Cite as: http://hdl.handle.net/21.11116/0000-0006-B2F6-B
Abstract
Whilst the structures of plant primary metabolic pathways are generally well defined and highly conserved across species, those defining specialized metabolism are less well characterized and more highly variable across species. Here, we investigate polyphenolic metabolism in the lycopersicum complex by characterizing the underlying biosynthetic and decorative reactions which comprise the metabolic network of polyphenols across eight different species of tomato.
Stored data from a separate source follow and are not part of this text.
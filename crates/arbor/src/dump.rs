use std::io::{self, Write};

use termcolor::{Buffer, Color, ColorSpec, WriteColor};

use crate::{
    error::{Error, Result},
    focus::FocusManager,
    id::NodeId,
    modal::ModalStack,
    world::Core,
};

/// Render the subtree under `root` as an indented, colored listing of widget
/// name, identifier, arranged rect and state markers. This is a debug function.
pub fn dump(core: &Core, root: NodeId) -> Result<String> {
    render(core, root, Buffer::ansi())
}

/// Like [`dump`], without color codes.
pub fn dump_plain(core: &Core, root: NodeId) -> Result<String> {
    render(core, root, Buffer::no_color())
}

/// Write the listing into `buffer` and return it as a string.
fn render(core: &Core, root: NodeId, mut buffer: Buffer) -> Result<String> {
    if !core.contains(root) {
        return Err(Error::NodeNotFound(root));
    }
    dump_node(&mut buffer, core, root, 0).map_err(|e| Error::Invalid(format!("dump: {e}")))?;
    Ok(String::from_utf8_lossy(buffer.as_slice()).into_owned())
}

/// State markers shown after a node's rect.
fn markers(core: &Core, id: NodeId) -> Vec<&'static str> {
    let Some(node) = core.node(id) else {
        return Vec::new();
    };
    let checks = [
        (!node.props().visible(), "hidden"),
        (!node.props().enabled(), "disabled"),
        (node.is_measure_dirty(), "measure-dirty"),
        (node.is_arrange_dirty(), "arrange-dirty"),
        (core.is_focused(id), "focus"),
        (core.capture_id() == Some(id), "capture"),
        (core.hover_id() == Some(id), "hover"),
        (core.modal_ids().contains(&id), "modal"),
    ];
    checks
        .into_iter()
        .filter_map(|(on, label)| on.then_some(label))
        .collect()
}

/// Write one node and its subtree.
fn dump_node(buffer: &mut Buffer, core: &Core, id: NodeId, level: usize) -> io::Result<()> {
    let Some(node) = core.node(id) else {
        return Ok(());
    };
    let indent = "    ".repeat(level);
    write!(buffer, "{indent}")?;

    buffer.set_color(ColorSpec::new().set_fg(Some(Color::Cyan)).set_bold(true))?;
    write!(buffer, "{}", node.name())?;
    buffer.reset()?;

    if let Some(ident) = node.props().identifier() {
        buffer.set_color(ColorSpec::new().set_fg(Some(Color::Green)))?;
        write!(buffer, " #{ident}")?;
        buffer.reset()?;
    }

    let r = node.rect();
    write!(buffer, " ({}, {}) {}x{}", r.tl.x, r.tl.y, r.w, r.h)?;

    let scroll = node.scroll();
    if !scroll.is_zero() {
        write!(buffer, " scroll ({}, {})", scroll.x, scroll.y)?;
    }

    let marks = markers(core, id);
    if !marks.is_empty() {
        buffer.set_color(ColorSpec::new().set_fg(Some(Color::Yellow)))?;
        write!(buffer, " [{}]", marks.join(" "))?;
        buffer.reset()?;
    }
    writeln!(buffer)?;

    for child in node.children() {
        dump_node(buffer, core, *child, level + 1)?;
    }
    Ok(())
}

#[cfg(test)]
mod tests {
    use super::*;
    use crate::{geom::Rect, testing::Probe, widgets::StackPanel};

    #[test]
    fn plain_listing() -> Result<()> {
        let mut core = Core::new();
        let stack = core.add(StackPanel::vertical()).id();
        core.attach(core.root_id(), stack)?;
        let leaf = core.add(Probe::sized(10, 3).with_focus()).id();
        core.attach(stack, leaf)?;
        core.update_props(leaf, |p| {
            p.set_identifier("leaf");
        })?;
        core.update_layout(Rect::new(0, 0, 20, 10));
        core.request_focus(leaf)?;

        let out = dump_plain(&core, core.root_id())?;
        let lines: Vec<&str> = out.lines().collect();
        assert_eq!(
            lines,
            vec![
                "panel (0, 0) 20x10",
                "    stack_panel (0, 0) 20x10",
                "        probe #leaf (0, 0) 20x3 [focus]",
            ]
        );
        Ok(())
    }

    #[test]
    fn missing_root_is_an_error() -> Result<()> {
        let mut core = Core::new();
        let gone = core.add(Probe::default()).id();
        core.remove(gone)?;
        assert_eq!(dump(&core, gone), Err(Error::NodeNotFound(gone)));
        Ok(())
    }
}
For this purpose, GC- and LC-MS based metabolomics were carried out, in concert with the evaluation of cross-hybridized-microarray for MapMan based-transcriptomic analysis, and publically available RNA sequencing data for annotation of biosynthetic genes respectively, in different tissues of Solanum lycopersicum and wild tomato species. The combined data was used to compile species-specific metabolic networks of polyphenolic metabolism allowing the proposal of an entire pan-species biosynthetic framework as well as to annotate functions of decoration enzymes involved in the creation of metabolic diversity of the flavonoid pathway. The combined results are discussed both in the context of current understanding of tomato flavonol biosynthesis as well as a global view of metabolic shift during fruit ripening. Our results are providing an example as to how large-scale biology approaches can be used for the definition and refinement of large pathways of specialized metabolism.